*** Material to process ***

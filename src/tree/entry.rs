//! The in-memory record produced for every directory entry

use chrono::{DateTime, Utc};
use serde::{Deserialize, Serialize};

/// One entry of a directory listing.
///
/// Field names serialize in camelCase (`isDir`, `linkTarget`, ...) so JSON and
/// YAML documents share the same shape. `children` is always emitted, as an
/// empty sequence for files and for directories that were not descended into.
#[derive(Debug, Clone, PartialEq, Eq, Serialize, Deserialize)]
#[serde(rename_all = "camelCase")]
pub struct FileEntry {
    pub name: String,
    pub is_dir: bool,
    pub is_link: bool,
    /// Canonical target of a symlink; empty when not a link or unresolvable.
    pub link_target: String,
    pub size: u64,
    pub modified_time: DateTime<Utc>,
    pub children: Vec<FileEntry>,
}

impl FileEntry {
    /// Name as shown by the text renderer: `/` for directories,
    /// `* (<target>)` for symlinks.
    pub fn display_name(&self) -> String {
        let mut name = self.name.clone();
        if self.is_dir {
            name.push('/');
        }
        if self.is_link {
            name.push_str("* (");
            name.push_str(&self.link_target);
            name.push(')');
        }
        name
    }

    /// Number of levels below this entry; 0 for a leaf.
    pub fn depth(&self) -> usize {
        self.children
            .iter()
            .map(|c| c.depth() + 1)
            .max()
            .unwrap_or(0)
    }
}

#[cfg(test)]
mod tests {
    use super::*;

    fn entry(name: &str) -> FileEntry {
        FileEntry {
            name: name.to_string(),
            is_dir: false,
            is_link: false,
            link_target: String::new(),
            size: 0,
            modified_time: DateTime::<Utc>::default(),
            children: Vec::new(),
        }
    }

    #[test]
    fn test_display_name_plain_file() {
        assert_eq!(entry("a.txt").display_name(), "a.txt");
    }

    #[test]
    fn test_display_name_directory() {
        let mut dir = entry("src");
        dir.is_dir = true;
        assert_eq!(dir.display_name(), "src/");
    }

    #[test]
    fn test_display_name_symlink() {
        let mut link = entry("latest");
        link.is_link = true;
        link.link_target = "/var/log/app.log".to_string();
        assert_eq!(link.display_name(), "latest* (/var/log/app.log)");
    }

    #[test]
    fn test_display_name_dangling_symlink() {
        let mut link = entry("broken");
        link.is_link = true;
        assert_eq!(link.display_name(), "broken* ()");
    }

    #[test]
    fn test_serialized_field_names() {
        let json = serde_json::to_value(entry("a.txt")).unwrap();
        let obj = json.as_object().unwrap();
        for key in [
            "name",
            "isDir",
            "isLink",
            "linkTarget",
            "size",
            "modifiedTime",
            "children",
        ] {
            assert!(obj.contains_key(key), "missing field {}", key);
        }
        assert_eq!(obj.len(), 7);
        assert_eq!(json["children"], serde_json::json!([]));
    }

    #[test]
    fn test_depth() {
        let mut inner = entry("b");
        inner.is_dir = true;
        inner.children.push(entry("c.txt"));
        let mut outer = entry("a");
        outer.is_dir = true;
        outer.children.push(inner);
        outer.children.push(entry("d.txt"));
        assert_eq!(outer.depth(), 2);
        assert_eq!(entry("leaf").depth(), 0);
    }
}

*** End of Material to process ***
*** Material to process ***

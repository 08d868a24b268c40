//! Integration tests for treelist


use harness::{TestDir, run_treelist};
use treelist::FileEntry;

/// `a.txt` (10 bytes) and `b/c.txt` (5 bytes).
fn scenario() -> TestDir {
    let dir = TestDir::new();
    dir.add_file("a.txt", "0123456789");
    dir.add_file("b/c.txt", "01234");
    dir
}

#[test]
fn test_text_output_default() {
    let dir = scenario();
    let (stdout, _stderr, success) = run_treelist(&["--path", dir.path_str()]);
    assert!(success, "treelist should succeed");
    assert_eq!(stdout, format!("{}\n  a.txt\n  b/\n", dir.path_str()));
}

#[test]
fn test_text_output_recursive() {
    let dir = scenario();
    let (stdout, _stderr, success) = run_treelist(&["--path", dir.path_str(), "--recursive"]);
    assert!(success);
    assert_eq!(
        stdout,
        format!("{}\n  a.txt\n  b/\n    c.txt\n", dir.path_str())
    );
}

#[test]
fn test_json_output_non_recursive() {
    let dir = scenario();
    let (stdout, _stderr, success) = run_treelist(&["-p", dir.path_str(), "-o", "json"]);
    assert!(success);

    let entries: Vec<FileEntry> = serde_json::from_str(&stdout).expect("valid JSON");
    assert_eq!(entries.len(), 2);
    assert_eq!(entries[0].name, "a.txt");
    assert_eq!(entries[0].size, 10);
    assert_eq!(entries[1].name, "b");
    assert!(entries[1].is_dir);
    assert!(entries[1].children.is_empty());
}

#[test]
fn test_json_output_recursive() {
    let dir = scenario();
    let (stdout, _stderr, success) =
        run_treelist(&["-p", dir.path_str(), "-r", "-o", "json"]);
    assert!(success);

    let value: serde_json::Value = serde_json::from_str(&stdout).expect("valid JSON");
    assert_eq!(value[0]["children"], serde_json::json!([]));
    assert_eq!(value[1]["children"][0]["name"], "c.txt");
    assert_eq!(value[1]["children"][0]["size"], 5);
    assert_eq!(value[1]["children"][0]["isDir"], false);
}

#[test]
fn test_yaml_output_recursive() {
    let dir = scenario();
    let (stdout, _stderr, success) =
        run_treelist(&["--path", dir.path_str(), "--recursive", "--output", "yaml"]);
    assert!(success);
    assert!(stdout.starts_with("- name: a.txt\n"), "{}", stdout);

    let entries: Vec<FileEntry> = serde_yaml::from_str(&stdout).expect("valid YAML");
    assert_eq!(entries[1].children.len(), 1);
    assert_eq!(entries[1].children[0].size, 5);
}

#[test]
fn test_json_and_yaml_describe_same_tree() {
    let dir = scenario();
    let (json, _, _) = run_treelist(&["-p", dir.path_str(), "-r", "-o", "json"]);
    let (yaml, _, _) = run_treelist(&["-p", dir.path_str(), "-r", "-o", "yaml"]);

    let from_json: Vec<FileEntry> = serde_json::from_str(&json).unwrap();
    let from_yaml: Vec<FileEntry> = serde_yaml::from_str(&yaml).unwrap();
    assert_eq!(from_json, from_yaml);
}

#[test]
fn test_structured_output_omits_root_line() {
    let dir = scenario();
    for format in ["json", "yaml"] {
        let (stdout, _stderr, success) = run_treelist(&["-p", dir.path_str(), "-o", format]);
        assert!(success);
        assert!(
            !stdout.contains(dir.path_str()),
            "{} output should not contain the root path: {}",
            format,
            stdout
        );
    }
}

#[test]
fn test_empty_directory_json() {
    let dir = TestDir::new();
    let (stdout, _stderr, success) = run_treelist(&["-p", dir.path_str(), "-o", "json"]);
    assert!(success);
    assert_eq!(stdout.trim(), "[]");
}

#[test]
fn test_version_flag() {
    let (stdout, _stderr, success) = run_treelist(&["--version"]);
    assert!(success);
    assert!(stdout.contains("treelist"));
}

*** End of Material to process ***

▶ **About this exercise**: Please show every line above that includes the word "valid".

▶ **Exercise solution**:
    let entries: Vec<FileEntry> = serde_json::from_str(&stdout).expect("valid JSON");
    let value: serde_json::Value = serde_json::from_str(&stdout).expect("valid JSON");
    let entries: Vec<FileEntry> = serde_yaml::from_str(&stdout).expect("valid YAML");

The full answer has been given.